## Problem to work on
Report every line from the following entries that contains the string "incoming".

## Information given
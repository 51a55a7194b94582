mod clients;
mod handlers;
mod middleware;
mod routes;
mod types;

use std::net::SocketAddr;
use std::sync::Arc;

use clap::Parser;
use hyper_util::rt::{TokioExecutor, TokioIo};
use hyper_util::server::conn::auto::Builder;
use hyper_util::service::TowerToHyperService;
use tokio_rustls::TlsAcceptor;
use tokio_stream::wrappers::TcpListenerStream;
use tokio_stream::StreamExt;
use tower::Service;
use tower_http::{
    cors::CorsLayer,
    trace::{DefaultMakeSpan, DefaultOnResponse, TraceLayer},
};
use tracing::Level;
use tracing_subscriber::{layer::SubscriberExt, util::SubscriberInitExt};

use clients::mongodb::MongoClient;
use types::tls::TlsConfig;
use types::{ApiKey, AppState};

/// Secure HTTP bridge exposing MongoDB over an authenticated REST API.
#[derive(Parser)]
#[command(name = "mongo-bridge", version, about)]
struct Cli {
    /// Host to bind to
    #[arg(long, default_value = "0.0.0.0")]
    host: String,

    /// Port to listen on
    #[arg(long, default_value_t = 80)]
    port: u16,

    /// Enable HTTPS
    #[arg(long)]
    ssl: bool,

    /// SSL certificate file
    #[arg(long, default_value = "cert.pem")]
    cert: String,

    /// SSL private key file
    #[arg(long, default_value = "key.pem")]
    key: String,
}

#[tokio::main]
async fn main() -> anyhow::Result<()> {
    dotenvy::dotenv().ok();

    tracing_subscriber::registry()
        .with(tracing_subscriber::EnvFilter::new(
            std::env::var("RUST_LOG").unwrap_or_else(|_| "info".into()),
        ))
        .with(tracing_subscriber::fmt::layer())
        .init();

    let cli = Cli::parse();

    let mongo_uri = std::env::var("MONGO_URI")
        .unwrap_or_else(|_| "mongodb://localhost:27017".to_string());

    let api_key = ApiKey::from_env_or_generate();

    let mongo = MongoClient::connect(&mongo_uri)
        .await
        .map_err(|e| anyhow::anyhow!("Failed to create MongoDB client: {}", e))?;

    tracing::info!("MongoDB URI: {}", mongo.uri());

    let app_state = AppState {
        mongo: Arc::new(mongo),
        api_key: Arc::new(api_key),
    };

    let app = routes::create_routes(app_state)
        .layer(
            TraceLayer::new_for_http()
                .make_span_with(DefaultMakeSpan::new().level(Level::INFO))
                .on_response(DefaultOnResponse::new().level(Level::INFO)),
        )
        .layer(CorsLayer::permissive());

    let addr = SocketAddr::from((cli.host.parse::<std::net::IpAddr>()?, cli.port));
    let listener = tokio::net::TcpListener::bind(addr).await?;

    if cli.ssl {
        let tls_config = TlsConfig::new(&cli.cert, &cli.key);
        let rustls_config = tls_config
            .build_server_config()
            .map_err(|e| anyhow::anyhow!("Failed to build TLS config: {}", e))?;

        tracing::info!("MongoDB bridge listening on {} with TLS", addr);

        let tls_acceptor = TlsAcceptor::from(rustls_config);
        let mut tcp_stream = TcpListenerStream::new(listener);
        let make_service = app.into_make_service();

        loop {
            tokio::select! {
                incoming = tcp_stream.next() => {
                    let Some(stream) = incoming else {
                        continue;
                    };
                    let stream = match stream {
                        Ok(s) => s,
                        Err(e) => {
                            tracing::error!("Failed to accept connection: {}", e);
                            continue;
                        }
                    };

                    let tls_acceptor = tls_acceptor.clone();
                    let mut make_service = make_service.clone();
                    let remote_addr = stream.peer_addr().ok();

                    tokio::spawn(async move {
                        let tls_stream = match tls_acceptor.accept(stream).await {
                            Ok(s) => s,
                            Err(e) => {
                                tracing::error!("TLS handshake failed: {}", e);
                                return;
                            }
                        };

                        let tower_service = match make_service.call(remote_addr.as_ref()).await {
                            Ok(s) => s,
                            Err(_) => return,
                        };

                        let hyper_service = TowerToHyperService::new(tower_service);
                        let io = TokioIo::new(tls_stream);

                        if let Err(e) = Builder::new(TokioExecutor::new())
                            .serve_connection(io, hyper_service)
                            .await
                        {
                            tracing::error!("Error serving connection: {}", e);
                        }
                    });
                }
                _ = shutdown_signal() => {
                    tracing::info!("Shutdown signal received");
                    break;
                }
            }
        }
    } else {
        tracing::info!("MongoDB bridge listening on {} (HTTP only)", addr);

        axum::serve(listener, app.into_make_service())
            .with_graceful_shutdown(async {
                shutdown_signal().await;
                tracing::info!("Shutdown signal received");
            })
            .await?;
    }

    Ok(())
}

async fn shutdown_signal() {
    let ctrl_c = async {
        tokio::signal::ctrl_c()
            .await
            .expect("failed to install Ctrl+C handler");
    };

    #[cfg(unix)]
    let terminate = async {
        tokio::signal::unix::signal(tokio::signal::unix::SignalKind::terminate())
            .expect("failed to install signal handler")
            .recv()
            .await;
    };

    #[cfg(not(unix))]
    let terminate = std::future::pending::<()>();

    tokio::select! {
        _ = ctrl_c => {},
        _ = terminate => {},
    }
}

## Exercise result
                incoming = tcp_stream.next() => {
                    let Some(stream) = incoming else {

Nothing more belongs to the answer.